● Exercise directions: After finding the line with "kind: PhantomData<fn() ->" in the entries below, retype exactly each line from there through the line with "late_init(&mut member.expires_at, remote.expires_at.clone());", including that final line.

[Stored data]
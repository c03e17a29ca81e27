//! Project and group membership
//!
//! The external name is the member's user ID. `userName` is resolved to a
//! user ID on create and the resolved ID is late-initialized into the spec.

use super::{ScopedKind, parent};
use crate::error::ControllerError;
use crate::managed::external_name;
use crate::managed::translator::{
    ExternalContext, Translator, create_failed, deleted, found, get_failed, update_failed,
};
use crate::managed::{ExternalCreation, ExternalUpdate};
use crate::reconcile_helpers::{is_date_equal_or_unset, is_equal_or_unset_opt, late_init};
use async_trait::async_trait;
use crds::{ManagedResource, MemberObservation, MemberParameters};
use gitlab_client::{Member, MemberOptions};
use std::marker::PhantomData;
use tracing::debug;

/// A membership kind
pub trait MemberKind: ScopedKind<Observation = MemberObservation> {
    fn member(params: &Self::Parameters) -> &MemberParameters;
    fn member_mut(params: &mut Self::Parameters) -> &mut MemberParameters;
}

pub struct MemberTranslator<K> {
    ctx: ExternalContext,
    kind: PhantomData<fn() -> K>,
}

impl<K: MemberKind> MemberTranslator<K> {
    fn options(member: &MemberParameters) -> MemberOptions {
        MemberOptions {
            user_id: None,
            access_level: Some(member.access_level),
            expires_at: member.expires_at.clone(),
            member_role_id: member.member_role_id,
        }
    }

    /// Declared user ID, resolving `userName` if needed
    async fn user_id(&self, member: &MemberParameters) -> Result<i64, ControllerError> {
        if let Some(id) = member.user_id {
            return Ok(id);
        }
        let Some(username) = member.user_name.as_deref() else {
            return Err(ControllerError::MissingParentId("userID"));
        };
        let user = self
            .ctx
            .gitlab
            .find_user_by_username(username)
            .await
            .map_err(get_failed(K::NAME))?;
        match user {
            Some(user) => {
                debug!("Resolved user {} to ID {}", username, user.id);
                Ok(user.id)
            }
            None => Err(ControllerError::UnknownUser(username.to_string())),
        }
    }
}

#[async_trait]
impl<K: MemberKind> Translator for MemberTranslator<K> {
    type Kind = K;
    type Id = i64;
    type Remote = Member;

    const NAME: &'static str = K::NAME;

    fn new(ctx: ExternalContext) -> Self {
        Self {
            ctx,
            kind: PhantomData,
        }
    }

    fn parse_id(&self, external_name: &str) -> Result<i64, ControllerError> {
        external_name::numeric(external_name)
    }

    async fn fetch(&self, mr: &K, id: &i64) -> Result<Option<Member>, ControllerError> {
        let parent = parent(mr)?;
        found(K::NAME, self.ctx.gitlab.get_member(&parent, *id).await)
    }

    fn late_initialize(&self, params: &mut K::Parameters, remote: &Member) -> bool {
        let member = K::member_mut(params);
        let mut changed = late_init(&mut member.user_id, Some(remote.id));
        changed |= late_init(&mut member.expires_at, remote.expires_at.clone());
        changed |= late_init(&mut member.member_role_id, remote.member_role_id);
        changed
    }

    fn observation(&self, remote: &Member) -> MemberObservation {
        MemberObservation {
            username: Some(remote.username.clone()),
            name: Some(remote.name.clone()),
            state: Some(remote.state.clone()),
            web_url: Some(remote.web_url.clone()).filter(|u| !u.is_empty()),
        }
    }

    async fn is_up_to_date(&self, mr: &K, remote: &Member) -> Result<bool, ControllerError> {
        let member = K::member(mr.for_provider());
        Ok(member.access_level == remote.access_level
            && is_date_equal_or_unset(member.expires_at.as_ref(), remote.expires_at.as_deref())
            && is_equal_or_unset_opt(member.member_role_id.as_ref(), remote.member_role_id.as_ref()))
    }

    async fn create(&self, mr: &K) -> Result<ExternalCreation, ControllerError> {
        let parent = parent(mr)?;
        let member = K::member(mr.for_provider());
        let user_id = self.user_id(member).await?;

        let opts = MemberOptions {
            user_id: Some(user_id),
            ..Self::options(member)
        };
        let created = self
            .ctx
            .gitlab
            .add_member(&parent, &opts)
            .await
            .map_err(create_failed(K::NAME))?;
        Ok(ExternalCreation {
            external_name: created.id.to_string(),
            ..Default::default()
        })
    }

    async fn update(&self, mr: &K, id: &i64, _remote: &Member) -> Result<ExternalUpdate, ControllerError> {
        let parent = parent(mr)?;
        let opts = Self::options(K::member(mr.for_provider()));
        self.ctx
            .gitlab
            .edit_member(&parent, *id, &opts)
            .await
            .map_err(update_failed(K::NAME))?;
        Ok(ExternalUpdate::default())
    }

    async fn delete(&self, mr: &K, id: &i64) -> Result<(), ControllerError> {
        let parent = parent(mr)?;
        deleted(K::NAME, self.ctx.gitlab.remove_member(&parent, *id).await)
    }
}
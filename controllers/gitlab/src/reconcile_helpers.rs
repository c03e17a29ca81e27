//! Helper functions for late initialization and drift detection
//!
//! Shared by every translator so that "unset" is handled the same way
//! everywhere: an unset spec field is filled from the remote entity once
//! (late initialization) and is ignored by drift detection.

use std::collections::BTreeSet;

/// Fill an unset scalar from the observed value.
///
/// Returns true if the field was assigned.
pub fn late_init<T>(field: &mut Option<T>, observed: Option<T>) -> bool {
    if field.is_some() {
        return false;
    }
    match observed {
        Some(value) => {
            *field = Some(value);
            true
        }
        None => false,
    }
}

/// Fill an unset or empty collection from a non-empty observed collection
pub fn late_init_list<T: Clone>(field: &mut Option<Vec<T>>, observed: &[T]) -> bool {
    let declared_empty = field.as_ref().is_none_or(Vec::is_empty);
    if declared_empty && !observed.is_empty() {
        *field = Some(observed.to_vec());
        return true;
    }
    false
}

/// Fill an unset string from a non-empty observed string
pub fn late_init_str(field: &mut Option<String>, observed: &str) -> bool {
    if observed.is_empty() {
        return false;
    }
    late_init(field, Some(observed.to_string()))
}

/// A declared field matches when it is unset or equal to the observed value
pub fn is_equal_or_unset<T: PartialEq>(declared: Option<&T>, observed: &T) -> bool {
    declared.is_none_or(|d| d == observed)
}

/// Like [`is_equal_or_unset`] for optional observed values
pub fn is_equal_or_unset_opt<T: PartialEq>(declared: Option<&T>, observed: Option<&T>) -> bool {
    match declared {
        None => true,
        Some(d) => observed == Some(d),
    }
}

/// String comparison where an empty observed string equals "not set"
pub fn is_str_equal_or_unset(declared: Option<&String>, observed: Option<&str>) -> bool {
    match declared {
        None => true,
        Some(d) => d.as_str() == observed.unwrap_or_default(),
    }
}

/// Unordered comparison of a declared collection against the observed one
pub fn is_set_equal_or_unset<T: Ord + Clone>(declared: Option<&Vec<T>>, observed: &[T]) -> bool {
    declared.is_none_or(|d| {
        d.iter().cloned().collect::<BTreeSet<_>>() == observed.iter().cloned().collect::<BTreeSet<_>>()
    })
}

/// Date comparison tolerant of `YYYY-MM-DD` vs RFC 3339 renderings
pub fn is_date_equal_or_unset(declared: Option<&String>, observed: Option<&str>) -> bool {
    match declared {
        None => true,
        Some(d) => match observed {
            None => false,
            Some(o) => date_part(d) == date_part(o),
        },
    }
}

fn date_part(value: &str) -> &str {
    value.split('T').next().unwrap_or(value)
}

/// Minimal add/remove set between a declared and an observed keyed collection
#[derive(Debug, Clone, PartialEq)]
pub struct CollectionDiff<K, V> {
    /// Declared but not observed
    pub add: Vec<V>,
    /// Declared and observed with a different value
    pub change: Vec<V>,
    /// Observed but not declared
    pub remove: Vec<K>,
}

impl<K, V> CollectionDiff<K, V> {
    pub fn is_empty(&self) -> bool {
        self.add.is_empty() && self.change.is_empty() && self.remove.is_empty()
    }
}

/// Diff a declared collection against an observed one by key
pub fn diff_by_key<K, D, O>(
    declared: &[D],
    observed: &[O],
    declared_key: impl Fn(&D) -> K,
    observed_key: impl Fn(&O) -> K,
    same: impl Fn(&D, &O) -> bool,
) -> CollectionDiff<K, D>
where
    K: PartialEq,
    D: Clone,
{
    let mut diff = CollectionDiff {
        add: Vec::new(),
        change: Vec::new(),
        remove: Vec::new(),
    };
    for d in declared {
        let key = declared_key(d);
        match observed.iter().find(|o| observed_key(o) == key) {
            None => diff.add.push(d.clone()),
            Some(o) if !same(d, o) => diff.change.push(d.clone()),
            Some(_) => {}
        }
    }
    for o in observed {
        let key = observed_key(o);
        if !declared.iter().any(|d| declared_key(d) == key) {
            diff.remove.push(key);
        }
    }
    diff
}
fn late_init_push_rules(declared: &mut PushRulesParameters, observed: &PushRules) -> bool {
    let mut changed = late_init(&mut declared.commit_message_regex, non_empty(&observed.commit_message_regex));
    changed |= late_init(
        &mut declared.commit_message_negative_regex,
        non_empty(&observed.commit_message_negative_regex),
    );
    changed |= late_init(&mut declared.branch_name_regex, non_empty(&observed.branch_name_regex));
    changed |= late_init(&mut declared.author_email_regex, non_empty(&observed.author_email_regex));
    changed |= late_init(&mut declared.file_name_regex, non_empty(&observed.file_name_regex));
    changed |= late_init(&mut declared.deny_delete_tag, observed.deny_delete_tag);
    changed |= late_init(&mut declared.member_check, observed.member_check);
    changed |= late_init(&mut declared.prevent_secrets, observed.prevent_secrets);
    changed |= late_init(&mut declared.commit_committer_check, observed.commit_committer_check);
    changed |= late_init(&mut declared.reject_unsigned_commits, observed.reject_unsigned_commits);
    changed |= late_init(&mut declared.max_file_size, observed.max_file_size);
    changed
}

● Problem solution:
    kind: PhantomData<fn() -> K>,
}

impl<K: MemberKind> MemberTranslator<K> {
    fn options(member: &MemberParameters) -> MemberOptions {
        MemberOptions {
            user_id: None,
            access_level: Some(member.access_level),
            expires_at: member.expires_at.clone(),
            member_role_id: member.member_role_id,
        }
    }

    /// Declared user ID, resolving `userName` if needed
    async fn user_id(&self, member: &MemberParameters) -> Result<i64, ControllerError> {
        if let Some(id) = member.user_id {
            return Ok(id);
        }
        let Some(username) = member.user_name.as_deref() else {
            return Err(ControllerError::MissingParentId("userID"));
        };
        let user = self
            .ctx
            .gitlab
            .find_user_by_username(username)
            .await
            .map_err(get_failed(K::NAME))?;
        match user {
            Some(user) => {
                debug!("Resolved user {} to ID {}", username, user.id);
                Ok(user.id)
            }
            None => Err(ControllerError::UnknownUser(username.to_string())),
        }
    }
}

#[async_trait]
impl<K: MemberKind> Translator for MemberTranslator<K> {
    type Kind = K;
    type Id = i64;
    type Remote = Member;

    const NAME: &'static str = K::NAME;

    fn new(ctx: ExternalContext) -> Self {
        Self {
            ctx,
            kind: PhantomData,
        }
    }

    fn parse_id(&self, external_name: &str) -> Result<i64, ControllerError> {
        external_name::numeric(external_name)
    }

    async fn fetch(&self, mr: &K, id: &i64) -> Result<Option<Member>, ControllerError> {
        let parent = parent(mr)?;
        found(K::NAME, self.ctx.gitlab.get_member(&parent, *id).await)
    }

    fn late_initialize(&self, params: &mut K::Parameters, remote: &Member) -> bool {
        let member = K::member_mut(params);
        let mut changed = late_init(&mut member.user_id, Some(remote.id));
        changed |= late_init(&mut member.expires_at, remote.expires_at.clone());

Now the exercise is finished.